There is no dispute that sub-section (3) of section 23 of the Code would attract in the present case. The question, therefore, is whether the present application is competent in this Court to invoke power to transfer the suit which is pending in the Court of the III Additional District Judge, Bhopal which is subordinate to the High Court of Madhya Pradesh.

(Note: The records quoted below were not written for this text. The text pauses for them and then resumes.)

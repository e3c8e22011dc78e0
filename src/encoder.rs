//! Barcode encoding entry points.

use tracing::debug;

use crate::bars::Bars;
use crate::error::{ImbResult, InputFormatError};
use crate::payload::{self, BinaryPayload, Characters, Codewords};
use crate::types::{RoutingCode, TRACKING_LENGTH, TrackingNumber};

/// A fully encoded barcode, with the intermediate values that produced it.
#[derive(Debug, Clone, PartialEq, Eq)]
pub struct Barcode {
    /// The tracking number.
    pub tracking: TrackingNumber,
    /// The routing code, possibly empty.
    pub routing: RoutingCode,
    /// Merged binary payload.
    pub payload: BinaryPayload,
    /// 11-bit frame check sequence.
    pub fcs: u16,
    /// Codewords, least significant first.
    pub codewords: Codewords,
    /// Characters in bar-mapping order.
    pub characters: Characters,
    /// The 65 bars.
    pub bars: Bars,
}

impl Barcode {
    /// Encodes already validated fields.
    pub fn new(tracking: TrackingNumber, routing: RoutingCode) -> ImbResult<Self> {
        let payload = BinaryPayload::new(&tracking, &routing)?;
        let fcs = payload.frame_check_sequence();
        debug!(payload = %payload.to_hex(), fcs, "computed binary payload");

        let codewords = payload.codewords(fcs)?;
        let characters = payload::characters(&codewords, fcs)?;
        let bars = Bars::from_characters(&characters);

        Ok(Barcode {
            tracking,
            routing,
            payload,
            fcs,
            codewords,
            characters,
            bars,
        })
    }

    /// The binary payload as 26 uppercase hexadecimal digits.
    pub fn payload_hex(&self) -> String {
        self.payload.to_hex()
    }
}

/// Encoder settings.
///
/// The default encoder accepts any digit in the barcode identifier. A strict
/// encoder also enforces the USPS 0-4 range for its second digit.
#[derive(Debug, Clone, Copy, Default, PartialEq, Eq)]
pub struct Encoder {
    strict_barcode_identifier: bool,
}

impl Encoder {
    /// Creates a permissive encoder.
    pub const fn new() -> Self {
        Encoder {
            strict_barcode_identifier: false,
        }
    }

    /// Creates an encoder that rejects barcode identifiers USPS never assigns.
    pub const fn strict() -> Self {
        Encoder {
            strict_barcode_identifier: true,
        }
    }

    /// Sets whether the barcode identifier is checked.
    pub const fn with_strict_barcode_identifier(mut self, strict: bool) -> Self {
        self.strict_barcode_identifier = strict;
        self
    }

    /// Whether the barcode identifier is checked.
    pub const fn is_strict(&self) -> bool {
        self.strict_barcode_identifier
    }

    /// Encodes a tracking number immediately followed by a routing code.
    pub fn encode(&self, input: &str) -> ImbResult<String> {
        Ok(self.encode_barcode(input)?.bars.to_string())
    }

    /// Encodes separately held tracking and routing fields.
    pub fn encode_parts(&self, tracking: &str, routing: &str) -> ImbResult<String> {
        let tracking = TrackingNumber::parse(tracking)?;
        let routing = RoutingCode::parse(routing)?;
        Ok(self.encode_fields(tracking, routing)?.bars.to_string())
    }

    /// Encodes `input` and returns the barcode with its intermediate values.
    pub fn encode_barcode(&self, input: &str) -> ImbResult<Barcode> {
        let (tracking, routing) = split_input(input)?;
        self.encode_fields(tracking, routing)
    }

    /// Encodes parsed fields.
    pub fn encode_fields(
        &self,
        tracking: TrackingNumber,
        routing: RoutingCode,
    ) -> ImbResult<Barcode> {
        if self.strict_barcode_identifier && !tracking.has_standard_barcode_identifier() {
            return Err(InputFormatError::InvalidBarcodeIdentifier {
                digit: tracking.digits()[1],
            }
            .into());
        }

        debug!(%tracking, %routing, "encoding barcode");
        Barcode::new(tracking, routing)
    }
}

/// Splits the combined input into its tracking and routing segments.
fn split_input(input: &str) -> Result<(TrackingNumber, RoutingCode), InputFormatError> {
    if input.len() < TRACKING_LENGTH {
        return Err(InputFormatError::TooShort {
            length: input.len(),
        });
    }

    // a non-ASCII character may straddle the segment boundary
    let tracking_chars = input
        .char_indices()
        .take_while(|(position, _)| *position < TRACKING_LENGTH);
    for (position, found) in tracking_chars {
        if !found.is_ascii_digit() {
            return Err(InputFormatError::TrackingNotNumeric { position, found });
        }
    }

    let (tracking, routing) = input.split_at(TRACKING_LENGTH);
    Ok((
        TrackingNumber::parse(tracking)?,
        RoutingCode::parse_at(routing, TRACKING_LENGTH)?,
    ))
}

/// Encodes a 20 digit tracking number followed by a 0, 5, 9 or 11 digit
/// routing code into 65 bar letters.
///
/// # Examples
///
/// ```rust
/// let bars = usps_imb::encode("01234567094987654321").unwrap();
/// assert_eq!(
///     bars,
///     "ATTFATTDTTADTAATTDTDTATTDAFDDFADFDFTFFFFFTATFAAAATDFFTDAADFTFDTDT"
/// );
/// ```
pub fn encode(input: &str) -> ImbResult<String> {
    Encoder::new().encode(input)
}

/// Encodes separately held tracking and routing fields.
///
/// ```rust
/// let bars = usps_imb::encode_parts("01234567094987654321", "01234").unwrap();
/// assert_eq!(bars, usps_imb::encode("0123456709498765432101234").unwrap());
/// ```
pub fn encode_parts(tracking: &str, routing: &str) -> ImbResult<String> {
    Encoder::new().encode_parts(tracking, routing)
}

#[cfg(test)]
mod tests {
    use super::*;
    use crate::error::ImbError;

    #[test]
    fn test_split_input() {
        let (tracking, routing) = split_input("0123456709498765432101234").unwrap();
        assert_eq!(tracking.to_string(), "01234567094987654321");
        assert_eq!(routing.as_str(), "01234");

        let (_, routing) = split_input("01234567094987654321").unwrap();
        assert!(routing.is_empty());
    }

    #[test]
    fn test_split_input_errors() {
        assert_eq!(split_input(""), Err(InputFormatError::TooShort { length: 0 }));
        assert_eq!(
            split_input("0123456709498765432"),
            Err(InputFormatError::TooShort { length: 19 })
        );
        assert_eq!(
            split_input("0123456709498765432A01234"),
            Err(InputFormatError::TrackingNotNumeric {
                position: 19,
                found: 'A'
            })
        );
        assert_eq!(
            split_input("012345670949876543210123"),
            Err(InputFormatError::InvalidRoutingLength { length: 4 })
        );
        assert_eq!(
            split_input("0123456709498765432101a34"),
            Err(InputFormatError::RoutingNotNumeric {
                position: 22,
                found: 'a'
            })
        );
    }

    #[test]
    fn test_split_input_multibyte_at_boundary() {
        // 'é' occupies bytes 19 and 20
        let input = "0123456709498765432é0123";
        assert_eq!(
            split_input(input),
            Err(InputFormatError::TrackingNotNumeric {
                position: 19,
                found: 'é'
            })
        );
    }

    #[test]
    fn test_strict_encoder() {
        let input = "09234567094987654321";
        assert!(Encoder::new().encode(input).is_ok());
        assert_eq!(
            Encoder::strict().encode(input),
            Err(ImbError::InputFormat(
                InputFormatError::InvalidBarcodeIdentifier { digit: 9 }
            ))
        );
        assert!(Encoder::strict().encode("01234567094987654321").is_ok());

        let encoder = Encoder::new().with_strict_barcode_identifier(true);
        assert!(encoder.is_strict());
        assert_eq!(encoder, Encoder::strict());
    }

    #[test]
    fn test_encode_parts_errors() {
        assert_eq!(
            encode_parts("0123", ""),
            Err(ImbError::InputFormat(
                InputFormatError::InvalidTrackingLength { length: 4 }
            ))
        );
        assert_eq!(
            encode_parts("01234567094987654321", "1234"),
            Err(ImbError::InputFormat(
                InputFormatError::InvalidRoutingLength { length: 4 }
            ))
        );
    }

    #[test]
    fn test_encode_barcode_intermediates() {
        let barcode = Encoder::new()
            .encode_barcode("01234567094987654321012345678")
            .unwrap();
        assert_eq!(barcode.routing.as_str(), "012345678");
        assert_eq!(barcode.payload_hex(), "000202BDC097711204D21804B1");
        assert_eq!(barcode.payload_hex(), barcode.payload.to_hex());
        assert_eq!(barcode.fcs, 0x606);
        assert_eq!(
            barcode.codewords,
            [1026, 1333, 468, 470, 413, 198, 1363, 1113, 110, 659]
        );
        assert_eq!(
            barcode.bars.to_string(),
            "ADFTTAFDTTTTFATTADTAAATFTFTATDAAAFDDADATATDTDTTDFDTDATADADTDFFTFA"
        );
    }
}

8. At the outset, it may be stated that sub-section (3) as reproduced above, requires no inter-pretation. It's plain language shows that the application shall be made to the High Court within the local limits of whose jurisdiction the Court in which the suit is brought is situate. In other words, it is clear from the provision of sub-section (3) of section 23 that the application is required to be made to the High Court within local limits of whose jurisdiction the subordinate Court is situate in which the suit which is sought to be transferred is instituted. This view is clearly supported by two of the decisions in cases of Jagatguru Shri Shankaracharya v. Ramji Tripathi, : AIR1979MP50 and Smt. Sunita Bali v. Ashok Bali, . In Jagatguru Shri Shankaracharya's case it has been observed :

'Where a suit is sought to be transferred to a Court subordinate to another High Court, the application for transfer has to be made in the High Court within whose jurisdiction the suit is pending.'

There is, therefore, no substance in the submission of Shri Gatne, learned Counsel that the provision of sub-section (3) of section 23 of the Code requires a different interpretation by applying the Doctrine 'Presumption Against Ousting Established Jurisdiction.'

9. Shri Gatne, learned Counsel further faintly argued that the expression 'the Court in which suit is brought is situate' as used in sub-section (3) may equally apply in case of Court in which the suit is to be brought meaning thereby that this Court would get the power to deal with the application for transfer of a suit instituted in a Court situate within the local limits of another High court. The argument no doubt, appears to be attractive but it is difficult to accept. The sub-section (3) clearly postulates that application shall lie to the High Court within whose local limits, the Court in which the suit is brought is situate. In this context, in my opinion, the plain meaning rule applies. The rule is that, 'if the words of the statute are in themselves precise and unambiguous, then no more can be necessary than to expound those words in that natural and ordinary sense.' In determining the meaning of any word or phrase in a statute the first question to ask always is what is the natural or ordinary meaning of that word or phrase in its context in the statute. It is only when that meaning leads to some result which cannot reasonably be supposed to have been the intention of the legislature that it is proper to look for some other permissible meaning of the word or phrase. The Golden Rule is stated in Grey v. Pearson (1857)6 H.L. Cas 61 , which is as under :

'....the grammatical and ordinary sense of the words is to be adhered to, unless that would lead to some absurdity, or some repugnance or inconsistency with the rest of the instrument, in which case the grammatical and ordinary sense of the words may be modified, so as to avoid the absurdity and inconsistency but no further.'

Therefore, by applying the plain 'Meaning Rule' there is hardly any merit in the contention of the learned Counsel for the petitioner.

10. The application filed in this Court, therefore, is not maintainable and the same is returned to the petitioner for presentation to the proper High Court.

11. Rule is accordingly dis-charged. No order as to costs.Rule discharged.